- **What you will do**
What you produce should match the records exactly, line for line.

- **Records**
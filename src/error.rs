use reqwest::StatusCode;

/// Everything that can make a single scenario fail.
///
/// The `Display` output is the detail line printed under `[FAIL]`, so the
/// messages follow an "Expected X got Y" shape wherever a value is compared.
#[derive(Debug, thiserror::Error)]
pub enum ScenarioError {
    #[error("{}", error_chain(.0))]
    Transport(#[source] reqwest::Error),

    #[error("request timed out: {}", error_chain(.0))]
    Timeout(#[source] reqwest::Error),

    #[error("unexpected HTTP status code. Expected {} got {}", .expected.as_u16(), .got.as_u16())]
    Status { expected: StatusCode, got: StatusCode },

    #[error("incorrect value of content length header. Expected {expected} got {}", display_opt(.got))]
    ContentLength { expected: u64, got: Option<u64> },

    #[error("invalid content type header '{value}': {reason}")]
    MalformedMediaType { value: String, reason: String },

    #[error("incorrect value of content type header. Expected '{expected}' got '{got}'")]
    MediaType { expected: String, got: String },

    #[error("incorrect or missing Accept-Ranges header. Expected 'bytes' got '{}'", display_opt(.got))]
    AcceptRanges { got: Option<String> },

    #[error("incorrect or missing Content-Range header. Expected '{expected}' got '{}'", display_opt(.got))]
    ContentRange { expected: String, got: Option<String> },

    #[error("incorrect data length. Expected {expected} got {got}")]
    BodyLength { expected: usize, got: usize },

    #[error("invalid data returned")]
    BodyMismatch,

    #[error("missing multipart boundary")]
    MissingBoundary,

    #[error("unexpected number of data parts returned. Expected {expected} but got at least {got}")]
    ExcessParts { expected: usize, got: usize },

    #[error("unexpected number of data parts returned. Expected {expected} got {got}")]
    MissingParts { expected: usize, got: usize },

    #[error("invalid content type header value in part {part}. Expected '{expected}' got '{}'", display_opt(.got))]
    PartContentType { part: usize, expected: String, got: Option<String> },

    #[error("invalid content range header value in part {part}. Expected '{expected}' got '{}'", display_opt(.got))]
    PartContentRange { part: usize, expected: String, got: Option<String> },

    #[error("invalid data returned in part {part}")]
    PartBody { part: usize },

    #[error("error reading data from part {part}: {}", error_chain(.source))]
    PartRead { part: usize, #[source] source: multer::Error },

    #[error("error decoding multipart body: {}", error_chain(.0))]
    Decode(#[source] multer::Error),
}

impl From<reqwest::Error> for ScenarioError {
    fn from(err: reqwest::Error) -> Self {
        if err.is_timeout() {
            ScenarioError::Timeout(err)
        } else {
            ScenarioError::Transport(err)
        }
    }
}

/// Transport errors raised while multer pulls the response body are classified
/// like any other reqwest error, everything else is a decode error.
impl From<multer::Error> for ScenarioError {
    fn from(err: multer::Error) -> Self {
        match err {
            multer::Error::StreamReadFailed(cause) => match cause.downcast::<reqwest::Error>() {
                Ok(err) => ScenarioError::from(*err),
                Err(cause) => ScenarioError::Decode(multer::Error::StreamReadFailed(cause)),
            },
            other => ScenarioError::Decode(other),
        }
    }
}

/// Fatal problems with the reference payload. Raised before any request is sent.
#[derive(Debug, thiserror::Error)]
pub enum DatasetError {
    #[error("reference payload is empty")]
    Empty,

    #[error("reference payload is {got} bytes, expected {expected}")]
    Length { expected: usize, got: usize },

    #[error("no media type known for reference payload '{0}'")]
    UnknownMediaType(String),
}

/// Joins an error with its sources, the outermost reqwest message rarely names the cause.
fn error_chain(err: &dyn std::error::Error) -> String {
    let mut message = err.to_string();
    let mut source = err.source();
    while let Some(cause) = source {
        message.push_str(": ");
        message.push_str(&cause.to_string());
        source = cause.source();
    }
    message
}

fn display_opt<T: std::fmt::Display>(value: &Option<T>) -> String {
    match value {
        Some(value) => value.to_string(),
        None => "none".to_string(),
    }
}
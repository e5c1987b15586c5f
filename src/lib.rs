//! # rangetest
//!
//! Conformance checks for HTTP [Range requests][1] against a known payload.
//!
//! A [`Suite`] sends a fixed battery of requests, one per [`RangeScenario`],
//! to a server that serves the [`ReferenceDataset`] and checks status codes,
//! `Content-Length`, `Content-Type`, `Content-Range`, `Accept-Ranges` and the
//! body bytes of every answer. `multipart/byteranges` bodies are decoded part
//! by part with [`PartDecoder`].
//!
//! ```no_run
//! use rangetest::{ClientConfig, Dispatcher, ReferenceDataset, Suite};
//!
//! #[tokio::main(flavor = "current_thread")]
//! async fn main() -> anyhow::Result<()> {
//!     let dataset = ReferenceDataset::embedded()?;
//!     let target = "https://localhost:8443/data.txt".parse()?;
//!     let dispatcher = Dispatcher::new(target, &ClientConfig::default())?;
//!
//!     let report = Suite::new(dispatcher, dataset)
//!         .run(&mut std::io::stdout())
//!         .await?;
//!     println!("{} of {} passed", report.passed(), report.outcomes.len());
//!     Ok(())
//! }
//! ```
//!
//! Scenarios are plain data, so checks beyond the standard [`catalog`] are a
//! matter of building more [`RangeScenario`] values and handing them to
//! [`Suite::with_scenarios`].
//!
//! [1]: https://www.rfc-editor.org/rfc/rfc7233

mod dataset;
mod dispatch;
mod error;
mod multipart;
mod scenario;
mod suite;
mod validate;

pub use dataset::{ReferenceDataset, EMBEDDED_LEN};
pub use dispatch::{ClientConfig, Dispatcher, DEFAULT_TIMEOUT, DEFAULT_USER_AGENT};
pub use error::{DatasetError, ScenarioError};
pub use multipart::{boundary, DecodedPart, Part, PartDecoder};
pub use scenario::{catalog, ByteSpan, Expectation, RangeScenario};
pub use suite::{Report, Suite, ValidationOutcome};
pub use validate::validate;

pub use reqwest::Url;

- **Answer below**
filename src/error.rs
use reqwest::StatusCode;

/// Everything that can make a single scenario fail.
///
/// The `Display` output is the detail line printed under `[FAIL]`, so the
/// messages follow an "Expected X got Y" shape wherever a value is compared.
#[derive(Debug, thiserror::Error)]
pub enum ScenarioError {
    #[error("{}", error_chain(.0))]
    Transport(#[source] reqwest::Error),

    #[error("request timed out: {}", error_chain(.0))]
    Timeout(#[source] reqwest::Error),

    #[error("unexpected HTTP status code. Expected {} got {}", .expected.as_u16(), .got.as_u16())]
    Status { expected: StatusCode, got: StatusCode },

    #[error("incorrect value of content length header. Expected {expected} got {}", display_opt(.got))]
    ContentLength { expected: u64, got: Option<u64> },

    #[error("invalid content type header '{value}': {reason}")]
    MalformedMediaType { value: String, reason: String },

    #[error("incorrect value of content type header. Expected '{expected}' got '{got}'")]
    MediaType { expected: String, got: String },

    #[error("incorrect or missing Accept-Ranges header. Expected 'bytes' got '{}'", display_opt(.got))]
    AcceptRanges { got: Option<String> },

    #[error("incorrect or missing Content-Range header. Expected '{expected}' got '{}'", display_opt(.got))]
    ContentRange { expected: String, got: Option<String> },

    #[error("incorrect data length. Expected {expected} got {got}")]
    BodyLength { expected: usize, got: usize },

    #[error("invalid data returned")]
    BodyMismatch,

    #[error("missing multipart boundary")]
    MissingBoundary,

    #[error("unexpected number of data parts returned. Expected {expected} but got at least {got}")]
    ExcessParts { expected: usize, got: usize },

    #[error("unexpected number of data parts returned. Expected {expected} got {got}")]
    MissingParts { expected: usize, got: usize },

    #[error("invalid content type header value in part {part}. Expected '{expected}' got '{}'", display_opt(.got))]
    PartContentType { part: usize, expected: String, got: Option<String> },

    #[error("invalid content range header value in part {part}. Expected '{expected}' got '{}'", display_opt(.got))]
    PartContentRange { part: usize, expected: String, got: Option<String> },

    #[error("invalid data returned in part {part}")]
    PartBody { part: usize },

    #[error("error reading data from part {part}: {}", error_chain(.source))]
    PartRead { part: usize, #[source] source: multer::Error },

    #[error("error decoding multipart body: {}", error_chain(.0))]
    Decode(#[source] multer::Error),
}

impl From<reqwest::Error> for ScenarioError {
    fn from(err: reqwest::Error) -> Self {
        if err.is_timeout() {
            ScenarioError::Timeout(err)
        } else {
            ScenarioError::Transport(err)
        }
    }
}

/// Transport errors raised while multer pulls the response body are classified
/// like any other reqwest error, everything else is a decode error.
impl From<multer::Error> for ScenarioError {
    fn from(err: multer::Error) -> Self {
        match err {
            multer::Error::StreamReadFailed(cause) => match cause.downcast::<reqwest::Error>() {
                Ok(err) => ScenarioError::from(*err),
                Err(cause) => ScenarioError::Decode(multer::Error::StreamReadFailed(cause)),
            },
            other => ScenarioError::Decode(other),
        }
    }
}

/// Fatal problems with the reference payload. Raised before any request is sent.
#[derive(Debug, thiserror::Error)]
pub enum DatasetError {
    #[error("reference payload is empty")]
    Empty,

    #[error("reference payload is {got} bytes, expected {expected}")]
    Length { expected: usize, got: usize },

    #[error("no media type known for reference payload '{0}'")]
    UnknownMediaType(String),
}

/// Joins an error with its sources, the outermost reqwest message rarely names the cause.
fn error_chain(err: &dyn std::error::Error) -> String {
    let mut message = err.to_string();
    let mut source = err.source();
    while let Some(cause) = source {
        message.push_str(": ");
        message.push_str(&cause.to_string());
        source = cause.source();
    }
    message
}

fn display_opt<T: std::fmt::Display>(value: &Option<T>) -> String {
    match value {
        Some(value) => value.to_string(),
        None => "none".to_string(),
    }
}
repository e5c1987b15586c5f
filename src/lib.rs
//! # rangetest
//!
//! Conformance checks for HTTP [Range requests][1] against a known payload.
//!
//! A [`Suite`] sends a fixed battery of requests, one per [`RangeScenario`],
//! to a server that serves the [`ReferenceDataset`] and checks status codes,
//! `Content-Length`, `Content-Type`, `Content-Range`, `Accept-Ranges` and the
//! body bytes of every answer. `multipart/byteranges` bodies are decoded part
//! by part with [`PartDecoder`].
//!
//! ```no_run
//! use rangetest::{ClientConfig, Dispatcher, ReferenceDataset, Suite};
//!
//! #[tokio::main(flavor = "current_thread")]
//! async fn main() -> anyhow::Result<()> {
//!     let dataset = ReferenceDataset::embedded()?;
//!     let target = "https://localhost:8443/data.txt".parse()?;
//!     let dispatcher = Dispatcher::new(target, &ClientConfig::default())?;
//!
//!     let report = Suite::new(dispatcher, dataset)
//!         .run(&mut std::io::stdout())
//!         .await?;
//!     println!("{} of {} passed", report.passed(), report.outcomes.len());
//!     Ok(())
//! }
//! ```
//!
//! Scenarios are plain data, so checks beyond the standard [`catalog`] are a
//! matter of building more [`RangeScenario`] values and handing them to
//! [`Suite::with_scenarios`].
//!
//! [1]: https://www.rfc-editor.org/rfc/rfc7233

mod dataset;
mod dispatch;
mod error;
mod multipart;
mod scenario;
mod suite;
mod validate;

pub use dataset::{ReferenceDataset, EMBEDDED_LEN};
pub use dispatch::{ClientConfig, Dispatcher, DEFAULT_TIMEOUT, DEFAULT_USER_AGENT};
pub use error::{DatasetError, ScenarioError};
pub use multipart::{boundary, DecodedPart, Part, PartDecoder};
pub use scenario::{catalog, ByteSpan, Expectation, RangeScenario};
pub use suite::{Report, Suite, ValidationOutcome};
pub use validate::validate;

pub use reqwest::Url;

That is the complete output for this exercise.